Step 6 - Make Live Changes

Try This

  1. Edit resources/backend-app/app.py
  2. Modify a response message
  3. Save the file (Flask auto-reloads in debug mode)
  4. Refresh your browser
  5. See your changes immediately!

Step 7 - Remove Intercept

# Leave the intercept
telepresence leave backend

# Verify it's removed
telepresence list

Exercise 2: Preview URLs

Goal

Create a shareable preview URL for your local changes.

Prerequisites

  • Ambassador Cloud account (free tier available)
  • Internet-accessible cluster

Step 1 - Login to Ambassador Cloud

# Login (opens browser)
telepresence login

Step 2 - Create Preview Intercept

# Create an intercept with preview URL
telepresence intercept backend \
  --port 5000 \
  --namespace telepresence-demo \
  --preview-url=true

Preview URL Created

You’ll receive a URL like:

https://[random-id].preview.edgestack.me

Step 3 - Share and Test

  1. Copy the preview URL
  2. Share it with teammates or stakeholders
  3. Make changes to your local code
  4. Others see changes in real-time via the preview URL!
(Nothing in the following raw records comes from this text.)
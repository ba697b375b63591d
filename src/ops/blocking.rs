//! Parks the calling thread until a source terminates.
//!
//! Useful at the edge of a program and in tests; nothing inside the crate
//! blocks. The waiting thread sleeps on a `Condvar` and is woken by whichever
//! thread delivers the terminal signal. With a deadline, giving up disposes
//! the subscription so the upstream stops working for nobody.

use std::{
  sync::{Arc, Condvar, Mutex},
  time::Instant,
};

use tracing::debug;

use crate::{
  observer::{CompletableObserver, MaybeObserver, SingleObserver},
  scheduler::Duration,
  subscription::{BoxedSubscription, Subscription, SubscriptionCell},
};

struct Latch<T> {
  outcome: Mutex<Option<T>>,
  ready: Condvar,
  subscription: SubscriptionCell,
}

impl<T> Latch<T> {
  fn start(subscribe: impl FnOnce(LatchObserver<T>)) -> Arc<Self> {
    let latch = Arc::new(Latch {
      outcome: Mutex::new(None),
      ready: Condvar::new(),
      subscription: SubscriptionCell::new(),
    });
    subscribe(LatchObserver(latch.clone()));
    latch
  }

  fn release(&self, outcome: T) {
    *self.outcome.lock().unwrap() = Some(outcome);
    self.ready.notify_all();
  }
}

/// Stores the outcome of the source it observes into its latch.
pub struct LatchObserver<T>(Arc<Latch<T>>);

impl<Item, Err> SingleObserver<Item, Err> for LatchObserver<Result<Item, Err>>
where
  Item: Send + 'static,
  Err: Send + 'static,
{
  fn on_subscribe(&mut self, subscription: BoxedSubscription) {
    self.0.subscription.try_set(subscription);
  }

  fn on_success(self, value: Item) { self.0.release(Ok(value)) }

  fn on_error(self, err: Err) { self.0.release(Err(err)) }
}

impl<Item, Err> MaybeObserver<Item, Err> for LatchObserver<Result<Option<Item>, Err>>
where
  Item: Send + 'static,
  Err: Send + 'static,
{
  fn on_subscribe(&mut self, subscription: BoxedSubscription) {
    self.0.subscription.try_set(subscription);
  }

  fn on_success(self, value: Item) { self.0.release(Ok(Some(value))) }

  fn on_complete(self) { self.0.release(Ok(None)) }

  fn on_error(self, err: Err) { self.0.release(Err(err)) }
}

impl<Err: Send + 'static> CompletableObserver<Err> for LatchObserver<Result<(), Err>> {
  fn on_subscribe(&mut self, subscription: BoxedSubscription) {
    self.0.subscription.try_set(subscription);
  }

  fn on_complete(self) { self.0.release(Ok(())) }

  fn on_error(self, err: Err) { self.0.release(Err(err)) }
}

/// Runs `subscribe` with a fresh latch observer and waits for its outcome.
pub(crate) fn wait<T>(subscribe: impl FnOnce(LatchObserver<T>)) -> T {
  let latch = Latch::start(subscribe);
  let mut outcome = latch.outcome.lock().unwrap();
  loop {
    if let Some(value) = outcome.take() {
      return value;
    }
    outcome = latch.ready.wait(outcome).unwrap();
  }
}

/// Like [`wait`], but returns `None` once `timeout` elapsed. The
/// subscription is disposed in that case.
pub(crate) fn wait_timeout<T>(
  subscribe: impl FnOnce(LatchObserver<T>),
  timeout: Duration,
) -> Option<T> {
  let deadline = Instant::now() + timeout;
  let latch = Latch::start(subscribe);
  let mut outcome = latch.outcome.lock().unwrap();
  loop {
    if let Some(value) = outcome.take() {
      return Some(value);
    }
    let now = Instant::now();
    if now >= deadline {
      break;
    }
    outcome = latch.ready.wait_timeout(outcome, deadline - now).unwrap().0;
  }
  drop(outcome);
  debug!(?timeout, "blocking wait timed out, disposing upstream");
  latch.subscription.unsubscribe();
  None
}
Exercise 3: Global Intercept

Goal

Route ALL traffic for a service to your local machine.

Use with Caution

Global intercepts affect all users of the service. Only use in development environments or when you have exclusive access.

# Create a global intercept
telepresence intercept backend \
  --port 5000 \
  --namespace telepresence-demo

# All traffic to backend now goes to localhost:5000

Use Cases:

  • Testing breaking changes
  • Debugging production-like issues
  • Performance testing with real load

Exercise 4: Personal Intercept

Goal

Only intercept requests that match specific HTTP headers. This allows multiple developers to work on the same service simultaneously.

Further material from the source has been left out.